Furthermore, a previous study by Laurent et al. (6) indicated that the level of gene expression (from microarray analysis) is negatively correlated with DNA methylation around the transcription start sites, but is positively correlated with mCG density in the gene body and in the regions around the transcription termination sites (6). Although our results appear to echo this previous report, our study presents the first work to demonstrate that the exonic DNA methylation level is differentially associated with the expression level and evolutionary rates of exons at different relative positions in the gene. We use RNA-seq data to achieve this exon-level resolution of mRNA expression. By contrast, the study by Laurent et al. (6) measured the mRNA expression level of the gene as a whole using the microarray approach; therefore, their results are applicable for entire genes, rather than individual exons, as demonstrated in this study.
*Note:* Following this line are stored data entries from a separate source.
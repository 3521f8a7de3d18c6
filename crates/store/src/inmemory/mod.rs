//! In-memory storage backend.
//!
//! Useful for tests and dry runs. It reproduces the parts of DynamoDB's
//! behavior the maintenance pipeline depends on: `Limit` counts items
//! evaluated before filtering, pages end with the last evaluated key, batch
//! writes accept at most 25 puts, and capacity limits surface either as
//! unprocessed items or as throttling errors.

mod store;

pub use store::InMemoryStore;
Meanwhile, the correlation between DNA methylation level and RNA-seq–based gene expression level was also explored in a study by Lister et al. (7), the dataset of which was included in our study (samples S2 and S3 in Table 1). Lister et al. (7) explored the correlation between gene body methylation level and mRNA expression level for genes as a whole. They found the correlation to be positive in one cell line (sample S3), whereas the correlation was statistically insignificant in the other (sample S2) (7). In the current study, we took the research one step further by analyzing the same correlation at the exon level. Interestingly, we obtained consistent results for both cell lines: the correlation between exonic mCG density and exonic expression level is negative for the first exons but positive for the nonfirst exons (Table S4). This difference between the first and nonfirst exons may partly explain why Lister et al. (7) obtained inconsistent results from different cell lines: the positive and negative correlations of different exon groups may occasionally cancel each other out, leading to a lack of correlation when a gene is considered as a whole.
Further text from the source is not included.